After being dye-free for just thirty days, Cameron experienced the following:
1. Hives subsided
2. Anger diminished
3. Started speaking
4. Learned his colors
5. Slept better at night
6. Body pain lessened
7. Developed compassion & empathy
8. Began to socialize (He couldn’t handle being in public places with any number of people prior to this.)
Cameron started kindergarten, free of artificial colors and flavoring at the same school where two previous teachers “suggested” medication. Three months into the school year, he was awarded “Student of the Month.” He no longer needed speech therapy or an IEP. The therapist had no explanation as to why he suddenly could talk, but I am 100% certain it is from removing the additives. His occupational therapist contacted me three years after her last meeting with him, saying she couldn’t believe the progress he had made. She said she assumed he would always have major issues.

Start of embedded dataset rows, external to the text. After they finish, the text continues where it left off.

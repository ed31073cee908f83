mod sanitize;

pub use sanitize::safe_name;

use std::collections::HashMap;
use std::io;
use std::path::{Path, PathBuf};
use std::sync::{Arc, Mutex};

use chrono::{DateTime, SecondsFormat, Utc};
use serde::Serialize;
use thiserror::Error;
use tokio::fs;
use tokio::io::AsyncWriteExt;
use tracing::debug;

use crate::config::StoreConfig;
use crate::registry::DeviceRegistry;
use crate::util::fs::safe_write_all;

/// Errors that can occur on local log operations.
#[derive(Debug, Error)]
pub enum StoreError {
    #[error(transparent)]
    Io(#[from] io::Error),

    #[error("unknown device id: {0}")]
    UnknownDevice(String),
}

/// Size and last-modified metadata for one device's log file.
#[derive(Clone, Debug, Serialize)]
pub struct LogFileInfo {
    pub device: String,
    pub size_bytes: u64,
    pub modified: DateTime<Utc>,
}

/// Tail-read line counts are clamped into this range.
const TAIL_MIN_LINES: usize = 1;
const TAIL_MAX_LINES: usize = 10_000;

/// Placeholder returned when tailing a device that has no log file yet.
const EMPTY_PLACEHOLDER: &str = "(empty)\n";

/// Append-only per-device log files with size-bounded trimming.
///
/// Files live under a single configured directory, one `<name>.log` per
/// logical device, where `name` is passed through [`safe_name`] for every
/// path construction.
pub struct LogStore {
    dir: PathBuf,
    max_bytes: u64,
    trim_tail_lines: usize,
    registry: Arc<DeviceRegistry>,
    /// Per-device guards serializing append+trim and clear. The trim
    /// rewrite is a read-modify-write over the whole file and must not
    /// interleave with another writer on the same path. Tail and list
    /// stay lock-free; the trim replaces the file atomically.
    guards: Mutex<HashMap<String, Arc<tokio::sync::Mutex<()>>>>,
}

impl LogStore {
    pub fn new(config: StoreConfig, registry: Arc<DeviceRegistry>) -> Self {
        Self {
            dir: config.dir,
            max_bytes: config.max_bytes,
            trim_tail_lines: config.trim_tail_lines,
            registry,
            guards: Mutex::new(HashMap::new()),
        }
    }

    /// Appends the non-empty lines to the device's log file, each
    /// formatted with a timestamp and the sanitized device name.
    ///
    /// Appending zero non-empty lines is a no-op, not an error. When the
    /// write pushes the file past the size threshold, it is trimmed to
    /// its most recent lines before returning.
    pub async fn append(&self, name: &str, lines: &[String]) -> Result<(), StoreError> {
        let now = Utc::now();
        let safe = safe_name(name);
        let formatted: Vec<String> = lines
            .iter()
            .filter_map(|line| format_line(&safe, now, line))
            .collect();
        if formatted.is_empty() {
            return Ok(());
        }

        let guard = self.guard_for(&safe);
        let _locked = guard.lock().await;

        fs::create_dir_all(&self.dir).await?;
        let path = self.dir.join(format!("{safe}.log"));

        let mut file = fs::OpenOptions::new()
            .create(true)
            .append(true)
            .open(&path)
            .await?;
        let mut buf = formatted.join("\n");
        buf.push('\n');
        file.write_all(buf.as_bytes()).await?;
        file.flush().await?;
        drop(file);

        self.trim_if_needed(&path).await?;
        Ok(())
    }

    /// Resolves a cloud device id to its logical name, then appends.
    pub async fn append_by_device_id(
        &self,
        device_id: &str,
        lines: &[String],
    ) -> Result<(), StoreError> {
        let device_id = device_id.trim();
        let name = self
            .registry
            .id_to_name(device_id)
            .await
            .ok_or_else(|| StoreError::UnknownDevice(device_id.to_string()))?;
        self.append(&name, lines).await
    }

    /// Returns up to `max_lines` most recent non-empty lines with a
    /// trailing newline, or a placeholder when the file does not exist.
    /// `max_lines` is clamped to `1..=10000`.
    pub async fn tail(&self, name: &str, max_lines: usize) -> Result<String, StoreError> {
        let n = max_lines.clamp(TAIL_MIN_LINES, TAIL_MAX_LINES);
        let path = self.path_for(name);

        let content = match fs::read_to_string(&path).await {
            Ok(content) => content,
            Err(err) if err.kind() == io::ErrorKind::NotFound => {
                return Ok(EMPTY_PLACEHOLDER.to_string())
            }
            Err(err) => return Err(err.into()),
        };

        let lines: Vec<&str> = content.lines().filter(|line| !line.is_empty()).collect();
        let start = lines.len().saturating_sub(n);
        let mut out = lines[start..].join("\n");
        out.push('\n');
        Ok(out)
    }

    /// Truncates the device's log file to empty without deleting it.
    pub async fn clear(&self, name: &str) -> Result<(), StoreError> {
        let safe = safe_name(name);
        let guard = self.guard_for(&safe);
        let _locked = guard.lock().await;

        fs::create_dir_all(&self.dir).await?;
        fs::write(self.dir.join(format!("{safe}.log")), b"").await?;
        Ok(())
    }

    /// Metadata for every log file, sorted most recently modified first.
    pub async fn list(&self) -> Result<Vec<LogFileInfo>, StoreError> {
        let mut entries = Vec::new();

        let mut dir = match fs::read_dir(&self.dir).await {
            Ok(dir) => dir,
            Err(err) if err.kind() == io::ErrorKind::NotFound => return Ok(entries),
            Err(err) => return Err(err.into()),
        };

        while let Some(entry) = dir.next_entry().await? {
            let file_name = entry.file_name();
            let Some(device) = file_name.to_str().and_then(|f| f.strip_suffix(".log")) else {
                continue;
            };
            let meta = entry.metadata().await?;
            if !meta.is_file() {
                continue;
            }
            let modified = meta
                .modified()
                .map(DateTime::<Utc>::from)
                .unwrap_or_default();
            entries.push(LogFileInfo {
                device: device.to_string(),
                size_bytes: meta.len(),
                modified,
            });
        }

        entries.sort_by(|a, b| b.modified.cmp(&a.modified));
        Ok(entries)
    }

    fn path_for(&self, name: &str) -> PathBuf {
        self.dir.join(format!("{}.log", safe_name(name)))
    }

    fn guard_for(&self, safe: &str) -> Arc<tokio::sync::Mutex<()>> {
        let mut guards = match self.guards.lock() {
            Ok(guards) => guards,
            Err(poisoned) => poisoned.into_inner(),
        };
        Arc::clone(guards.entry(safe.to_string()).or_default())
    }

    async fn trim_if_needed(&self, path: &Path) -> Result<(), io::Error> {
        let meta = fs::metadata(path).await?;
        if meta.len() <= self.max_bytes {
            return Ok(());
        }

        let content = fs::read_to_string(path).await?;
        let lines: Vec<&str> = content.lines().collect();
        let keep_from = lines.len().saturating_sub(self.trim_tail_lines);
        let mut tail = lines[keep_from..].join("\n");
        tail.push('\n');

        debug!(
            path = %path.display(),
            dropped = keep_from,
            "trimming log file"
        );
        safe_write_all(path, tail).await
    }
}

fn format_line(safe: &str, now: DateTime<Utc>, line: &str) -> Option<String> {
    let msg = line.trim();
    if msg.is_empty() {
        return None;
    }
    let stamp = now.to_rfc3339_opts(SecondsFormat::Millis, true);
    let clock = now.format("%H:%M:%S");
    Some(format!("{stamp} [{clock}] {safe} {msg}"))
}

Food sensitivity avoidance has become our way of life. We follow the Feingold Foodlist almost 100%. Cameron still has “eczema” flare-ups occasionally, but they are not as severe. There are zero behavior issues that we deal with now. Cameron sleeps an average of eight hours a night, seven days a week. He has never been sent to the principal’s office, and he actively & willingly participates in school. We still need to tweak his diet on a regular basis and watch for things, but it is much easier now. We also found Cameron can have reactions to dyes in soap, shampoo, temporary tattoos, toothpaste etc., so, all of that must be dye-free also.
The last accidental food coloring exposure was in May 2014. Within twenty minutes of ingesting a microscopic amount of red dye 40, he was curled into the fetal position, lying on the floor, under the table in a restaurant, experiencing severe body pain & itching. An hour after ingestion, his speech became loud and rapid, and he was unable to hear us when we tried to speak to him. For two hours after exposure to the dye, he repeatedly used the word “what.” His behavior became manic, but while this subsided quickly, the body pain lasted several days. We have found that soaking in a bath with baking soda can lessen some of the symptoms as it helps draw out toxins. We went dye-free in 2013, to try and clear up the hives issue. I never in a million years would have thought additives in food could be linked to Cameron’s behavior, but after seeing the cravings for and withdrawal from food coloring, I can honestly say it should be illegal. It is addictive and mind-altering, just like any other drug.
Success at last!
After consulting many allergists, dermatologists, pediatricians & pediatric rheumatologists for more than five years, and not getting help, we finally figured out my son’s issues. It began with an online petition and continued with the help and guidance of the Feingold Association. Happily, Kraft removed the synthetic food coloring from its Mac & Cheese in 2016.